- [Work instructions]: For the word "collect", search the records and show each line in which it occurs.
(Provided records Opens)
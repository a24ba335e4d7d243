//! Text canonicalization for scraped status text.
//!
//! Vendor pages mix non-breaking spaces, full-width glyphs and inconsistent
//! casing into otherwise identical labels. Everything the classifier compares
//! goes through [`normalize`] first.

use regex::Regex;
use std::sync::LazyLock;
use unicode_normalization::UnicodeNormalization;

// `\s` is Unicode-aware, so NBSP and friends are included.
static WHITESPACE_RUN: LazyLock<Regex> =
    LazyLock::new(|| Regex::new(r"\s+").expect("whitespace pattern is valid"));

/// NFKC-normalize, collapse whitespace runs to one ASCII space, and trim.
///
/// Case is preserved; use [`normalize_folded`] for comparisons.
pub fn normalize(raw: &str) -> String {
    let composed: String = raw.nfkc().collect();
    WHITESPACE_RUN
        .replace_all(composed.trim(), " ")
        .into_owned()
}

/// [`normalize`] followed by lowercasing.
pub fn normalize_folded(raw: &str) -> String {
    normalize(raw).to_lowercase()
}

/// True if both strings are equal after normalization, ignoring case.
pub fn matches_exactly(observed: &str, marker: &str) -> bool {
    normalize_folded(observed) == normalize_folded(marker)
}

/// True if `marker` occurs in `observed` after normalization, ignoring case.
///
/// An empty marker never matches.
pub fn contains_marker(observed: &str, marker: &str) -> bool {
    let marker = normalize_folded(marker);
    !marker.is_empty() && normalize_folded(observed).contains(&marker)
}
//! Stock-status classification.
//!
//! A [`StatusDocument`] wraps a parsed product page and answers
//! "first element matching this locator". [`classify`] turns that element's
//! text into a [`StockStatus`] using the product's markers and
//! missing-element policy.

use scraper::{ElementRef, Html, Selector};

use crate::models::{Locator, MissingElementPolicy, ProductSpec, StockState, StockStatus};
use crate::normalizer::{contains_marker, matches_exactly, normalize};
use crate::utils::error::{AppError, Result};

/// A parsed, queryable HTML page.
pub struct StatusDocument {
    html: Html,
}

impl StatusDocument {
    /// Parse a fetched body. Blank bodies are rejected; bytes that are not
    /// UTF-8 are replaced rather than refused.
    pub fn parse(body: &[u8]) -> Result<Self> {
        let body = body.strip_prefix(b"\xEF\xBB\xBF").unwrap_or(body);
        let text = String::from_utf8_lossy(body);

        if text.trim().is_empty() {
            return Err(AppError::parse("document is empty"));
        }

        Ok(Self::from_html(&text))
    }

    pub fn from_html(html: &str) -> Self {
        Self {
            html: Html::parse_document(html),
        }
    }

    /// First element in document order with the locator's tag and every one
    /// of its classes. Class names are compared literally, so `md:hidden` or
    /// `w-1/2` need no escaping.
    pub fn find(&self, locator: &Locator) -> Result<Option<ElementRef<'_>>> {
        let tag = locator.tag.trim();
        let invalid = || AppError::InvalidLocator {
            selector: locator.to_css(),
        };

        if tag.is_empty()
            || !tag
                .chars()
                .all(|c| c.is_ascii_alphanumeric() || matches!(c, '-' | '_'))
        {
            return Err(invalid());
        }
        let selector = Selector::parse(tag).map_err(|_| invalid())?;

        let wanted: Vec<&str> = locator.class.split_whitespace().collect();
        Ok(self.html.select(&selector).find(|element| {
            wanted
                .iter()
                .all(|class| element.value().classes().any(|c| c == *class))
        }))
    }
}

/// Concatenated text content of an element, like a browser's `textContent`.
pub fn element_text(element: &ElementRef<'_>) -> String {
    element.text().collect::<String>()
}

/// Classify `document` against `spec`.
pub fn classify(spec: &ProductSpec, document: &StatusDocument) -> StockStatus {
    let element = match document.find(&spec.locator) {
        Ok(element) => element,
        Err(e) => return StockStatus::parse_error(e.to_string()),
    };

    match element {
        Some(element) => classify_text(spec, &element_text(&element)),
        None => resolve_missing(spec),
    }
}

/// Apply marker rules to already-extracted status text.
///
/// Sold-out markers are checked first and win over any in-stock marker.
/// The returned diagnostic is the text as it appeared on the page.
pub fn classify_text(spec: &ProductSpec, raw_text: &str) -> StockStatus {
    let observed = normalize(raw_text);

    if spec
        .sold_out_markers
        .iter()
        .any(|marker| contains_marker(&observed, marker))
    {
        return StockStatus::out_of_stock(raw_text);
    }

    match &spec.in_stock_markers {
        Some(markers) => {
            if markers.iter().any(|marker| matches_exactly(&observed, marker)) {
                StockStatus::in_stock(raw_text)
            } else {
                StockStatus::indeterminate(raw_text)
            }
        }
        None => StockStatus::in_stock(raw_text),
    }
}

fn resolve_missing(spec: &ProductSpec) -> StockStatus {
    let state = match spec.missing_element_policy {
        MissingElementPolicy::AssumeInStock => StockState::InStock,
        MissingElementPolicy::AssumeOutOfStock => StockState::OutOfStock,
        MissingElementPolicy::Error => StockState::Indeterminate,
    };

    StockStatus::missing_element(
        state,
        format!(
            "status element '{}' not found; page layout may have changed",
            spec.locator.to_css()
        ),
    )
}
(Provided records Closes)
- [Result for this task]:
    let composed: String = raw.nfkc().collect();
        let wanted: Vec<&str> = locator.class.split_whitespace().collect();
    element.text().collect::<String>()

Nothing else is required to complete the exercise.